Oliver Robert Ford Davies (born 12 August 1939) is an English actor and writer, best known for his extensive theatre work, and to a broader audience for his role as Sio Bibble in Star Wars Episodes I to III. He is also known for his role as Maester Cressen in HBO series Game of Thrones.

Early life and academic career
Davies was born in Ealing, Middlesex, England. He attended the King's School, Canterbury. In 1956 He joined the eminent Ealing amateur company Questors. He won a scholarship to Merton College, Oxford, where he read History and became President of the Oxford University Dramatic Society.  After obtaining his DPhil, he worked as a history lecturer at the University of Edinburgh before taking up acting professionally in 1967.

Acting career
In 1959, as a member of the Oxford University Experimental Theatre Club, he appeared in his first Stratford performance in the Memorial Theatre's open-air production of Bartholomew Fair. His first professional appearances were, at the age of 27, in the 1967 season at the Birmingham Repertory Theatre. Short Seasons at the Mermaid, London, the Oxford Playhouse and the Cambridge Arts Theatre followed. His long and prolific association with the Royal Shakespeare Company started in 1975, when director Terry Hands cast him as Mountjoy in Henry V. He is an Honorary Associate Artist of the company. From 1990 until 2019 He appeared more frequently at the National Theatre, London, until at the age of 80 he lent his "sublime presence" to the part of the appraising button moulder in Henryk Ibsen's Peter Gynt at the Olivier Theatre.

On television, Davies had a regular role as Peter Foxcott QC in Kavanagh QC and was schoolmaster Le Bas in the serialization of A Dance to the Music of Time (1997). He also appeared with John Thaw in an episode of Inspector Morse and also appeared in the ITV television drama The Uninvited, and in a 2002 episode of the popular drama Foyle's War.

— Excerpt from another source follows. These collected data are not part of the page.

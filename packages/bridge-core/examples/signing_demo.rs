//! # Document Signature Demo
//!
//! Demonstrates canonical-order ECDSA signatures on bridge messages.
//!
//! ## Run
//!
//! ```bash
//! cargo run --example signing_demo
//! ```

use bridge_core::{sign, verify, Document, Environment, PermissionStatus, PrivateKey, Value};

fn main() {
    println!("=== Bridge Core: Document Signature Demo ===\n");

    // Step 1: Create a keypair
    println!("Step 1: Creating secp256k1 signing keypair...");

    let key = PrivateKey::generate().expect("Failed to create keypair");
    let private_hex = hex::encode(&key.to_bytes()[..]);
    let public_hex = key.public_key().to_hex(false);

    println!("  Public key (hex): {}", public_hex);
    println!();

    // Step 2: Explain the signing process
    println!("Step 2: Understanding canonical document signatures");
    println!();
    println!("  ┌─────────────────────────────────────────────────────────────┐");
    println!("  │                   SIGNATURE FLOW                            │");
    println!("  ├─────────────────────────────────────────────────────────────┤");
    println!("  │                                                             │");
    println!("  │  SIGNING:                                                   │");
    println!("  │                                                             │");
    println!("  │    Document + \"signature\": \"\" ──► compact JSON             │");
    println!("  │                                     │                       │");
    println!("  │                                     ▼                       │");
    println!("  │    Private ──────────────► ECDSA(SHA-256) ─► r ‖ s (hex)    │");
    println!("  │    Key                                                      │");
    println!("  │                                                             │");
    println!("  │  VERIFICATION:                                              │");
    println!("  │                                                             │");
    println!("  │    Copy with \"signature\": \"\" ──► compact JSON             │");
    println!("  │                                     │                       │");
    println!("  │                                     ▼                       │");
    println!("  │    Public ───────────────► ECDSA verify ─► true / false     │");
    println!("  │    Key                                                      │");
    println!("  │                                                             │");
    println!("  │  Field order is part of the signed bytes.                   │");
    println!("  │                                                             │");
    println!("  └─────────────────────────────────────────────────────────────┘");
    println!();

    // Step 3: Sign a permission message
    println!("Step 3: Signing a permission message...");

    let mut message = Document::new();
    message.set(
        "transfer_id",
        "b97903fd68fcff05cfe035482bc3cf7fd934505b4e0644e612087dca4bae37e4",
    );
    message.set("permission_status", PermissionStatus::Accepted);

    sign(&mut message, &private_hex).expect("Signing failed");

    println!(
        "  Signed message: {}",
        message.to_json_string().expect("Serialization failed")
    );
    println!();

    // Step 4: Verify the signature
    println!("Step 4: Verifying the signature...");

    match verify(&message, &public_hex) {
        Ok(true) => println!("  [OK] Signature is valid!"),
        Ok(false) => println!("  [FAILED] Signature did not match!"),
        Err(e) => println!("  [FAILED] {}", e),
    }
    println!();

    // Step 5: Tampering and reordering
    println!("Step 5: Forgery detection...");

    let mut tampered = message.clone();
    tampered.set("permission_status", PermissionStatus::Rejected);
    match verify(&tampered, &public_hex) {
        Ok(false) => println!("  [OK] Changed status was rejected"),
        _ => println!("  [FAILED] Changed status was accepted!"),
    }

    let mut fields: Vec<(String, Value)> = message
        .iter()
        .map(|(k, v)| (k.to_owned(), v.clone()))
        .collect();
    fields.reverse();
    let reordered: Document = fields.into_iter().collect();
    match verify(&reordered, &public_hex) {
        Ok(false) => println!("  [OK] Reordered fields were rejected"),
        _ => println!("  [FAILED] Reordered fields were accepted!"),
    }
    println!();

    // Step 6: Messages from the bridge itself
    println!("Step 6: Bridge keys per environment...");

    for env in Environment::ALL {
        println!(
            "  {:<10} {}...  api: {}",
            env.to_string(),
            &env.bridge_public_key()[..20],
            env.api_domain().unwrap_or("-")
        );
    }

    let signature = message.get("signature").and_then(Value::as_str).unwrap_or_default();
    println!();
    println!("  Signature length: {} hex chars", signature.len());

    println!("\n=== Demo Complete ===");
}
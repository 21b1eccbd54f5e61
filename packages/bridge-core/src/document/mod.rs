//! # Ordered Documents
//!
//! Compliance messages are JSON objects whose *field order is part of the
//! signed content*. A [`Document`] keeps its entries in an explicit vector,
//! so insertion order is a property of the container rather than of whichever
//! map type happens to back it.
//!
//! ```text
//! ┌─────────────────────────────────────────────────────────────────────────┐
//! │                      ORDERED DOCUMENT                                   │
//! ├─────────────────────────────────────────────────────────────────────────┤
//! │                                                                         │
//! │  entries: [ ("transfer_id", "b979…"), ("txid", "6f72…") ]              │
//! │                                                                         │
//! │  set("signature", "")     → appended:  [transfer_id, txid, signature]  │
//! │  set("txid", "…")         → in place:  [transfer_id, txid, signature]  │
//! │                                                                         │
//! │  to_json_string()         → {"transfer_id":"…","txid":"…",…}           │
//! │                             compact, insertion order, Go escaping      │
//! │                                                                         │
//! └─────────────────────────────────────────────────────────────────────────┘
//! ```
//!
//! Two documents with the same pairs in a different order are *not* equal
//! and do not serialize identically.

mod canonical;
mod value;

pub use value::Value;

use std::fmt;

use serde::de::{Deserialize, Deserializer, MapAccess, Visitor};
use serde::ser::{Serialize, SerializeMap, Serializer};

use crate::error::{Error, Result};

/// An insertion-ordered JSON object
#[derive(Debug, Clone, Default, PartialEq)]
pub struct Document {
    entries: Vec<(String, Value)>,
}

impl Document {
    /// Create an empty document
    pub fn new() -> Self {
        Self::default()
    }

    /// Create an empty document with room for `capacity` fields
    pub fn with_capacity(capacity: usize) -> Self {
        Self {
            entries: Vec::with_capacity(capacity),
        }
    }

    /// Number of fields
    pub fn len(&self) -> usize {
        self.entries.len()
    }

    /// Whether the document has no fields
    pub fn is_empty(&self) -> bool {
        self.entries.is_empty()
    }

    /// Field names in insertion order
    pub fn keys(&self) -> impl Iterator<Item = &str> {
        self.entries.iter().map(|(k, _)| k.as_str())
    }

    /// Fields in insertion order
    pub fn iter(&self) -> impl Iterator<Item = (&str, &Value)> {
        self.entries.iter().map(|(k, v)| (k.as_str(), v))
    }

    fn position(&self, key: &str) -> Option<usize> {
        self.entries.iter().position(|(k, _)| k == key)
    }

    /// Whether a field exists
    pub fn contains_key(&self, key: &str) -> bool {
        self.position(key).is_some()
    }

    /// Look up a field
    pub fn get(&self, key: &str) -> Option<&Value> {
        self.position(key).map(|i| &self.entries[i].1)
    }

    /// Look up a field mutably
    pub fn get_mut(&mut self, key: &str) -> Option<&mut Value> {
        let i = self.position(key)?;
        Some(&mut self.entries[i].1)
    }

    /// Insert or overwrite a field
    ///
    /// A new key is appended at the end; an existing key keeps its
    /// position. Returns the previous value, if any.
    pub fn set(&mut self, key: impl Into<String>, value: impl Into<Value>) -> Option<Value> {
        let key = key.into();
        let value = value.into();
        match self.position(&key) {
            Some(i) => Some(std::mem::replace(&mut self.entries[i].1, value)),
            None => {
                self.entries.push((key, value));
                None
            }
        }
    }

    /// Remove a field, keeping the order of the others
    pub fn remove(&mut self, key: &str) -> Option<Value> {
        let i = self.position(key)?;
        Some(self.entries.remove(i).1)
    }

    /// Parse a JSON object, keeping member order at every level
    pub fn from_json_str(s: &str) -> Result<Self> {
        Self::from_json_slice(s.as_bytes())
    }

    /// Parse a JSON object from bytes
    ///
    /// Anything other than a single JSON object fails with `InvalidEncoding`.
    pub fn from_json_slice(bytes: &[u8]) -> Result<Self> {
        serde_json::from_slice(bytes)
            .map_err(|e| Error::InvalidEncoding(format!("invalid JSON document: {}", e)))
    }

    /// Canonical compact serialization
    ///
    /// These are the exact bytes that signatures cover. Strings escape
    /// `<`, `>`, `&`, U+2028 and U+2029, and floats print the way Go's
    /// `encoding/json` prints them.
    pub fn to_json_vec(&self) -> Result<Vec<u8>> {
        canonical::to_vec(self)
    }

    /// Canonical compact serialization as a string
    pub fn to_json_string(&self) -> Result<String> {
        canonical::to_string(self)
    }
}

/// Serialize one document as an object, or several as a JSON array
pub fn documents_to_json(docs: &[Document]) -> Result<String> {
    match docs {
        [single] => single.to_json_string(),
        many => canonical::to_string(many),
    }
}

impl<K, V> FromIterator<(K, V)> for Document
where
    K: Into<String>,
    V: Into<Value>,
{
    fn from_iter<I: IntoIterator<Item = (K, V)>>(iter: I) -> Self {
        let mut doc = Document::new();
        for (k, v) in iter {
            doc.set(k, v);
        }
        doc
    }
}

impl IntoIterator for Document {
    type Item = (String, Value);
    type IntoIter = std::vec::IntoIter<(String, Value)>;

    fn into_iter(self) -> Self::IntoIter {
        self.entries.into_iter()
    }
}

// ============================================================================
// SERDE
// ============================================================================

impl Serialize for Document {
    fn serialize<S>(&self, serializer: S) -> std::result::Result<S::Ok, S::Error>
    where
        S: Serializer,
    {
        let mut map = serializer.serialize_map(Some(self.entries.len()))?;
        for (k, v) in &self.entries {
            map.serialize_entry(k, v)?;
        }
        map.end()
    }
}

impl<'de> Deserialize<'de> for Document {
    fn deserialize<D>(deserializer: D) -> std::result::Result<Self, D::Error>
    where
        D: Deserializer<'de>,
    {
        deserializer.deserialize_map(DocumentVisitor)
    }
}

struct DocumentVisitor;

impl<'de> Visitor<'de> for DocumentVisitor {
    type Value = Document;

    fn expecting(&self, f: &mut fmt::Formatter) -> fmt::Result {
        f.write_str("a JSON object")
    }

    fn visit_map<A>(self, mut map: A) -> std::result::Result<Document, A::Error>
    where
        A: MapAccess<'de>,
    {
        let mut doc = Document::with_capacity(map.size_hint().unwrap_or(0));
        // Duplicate members: first position, last value.
        while let Some((k, v)) = map.next_entry::<String, Value>()? {
            doc.set(k, v);
        }
        Ok(doc)
    }
}

// ============================================================================
// TESTS
// ============================================================================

On film, his most prominent role was probably Sio Bibble in the Star Wars prequel trilogy films, released in 1999, 2002 and 2005. In 2003, Davies appeared in the film Johnny English, where he portrayed the Archbishop of Canterbury.

He appeared on stage as Polonius in Hamlet with the Royal Shakespeare Company, alongside David Tennant and Patrick Stewart, and in 2009 appeared in All's Well That Ends Well at the Royal National Theatre as the King of France. In 2010, he appeared as Balfour in the premiere of Ben Brown's play The Promise, about the Balfour Declaration.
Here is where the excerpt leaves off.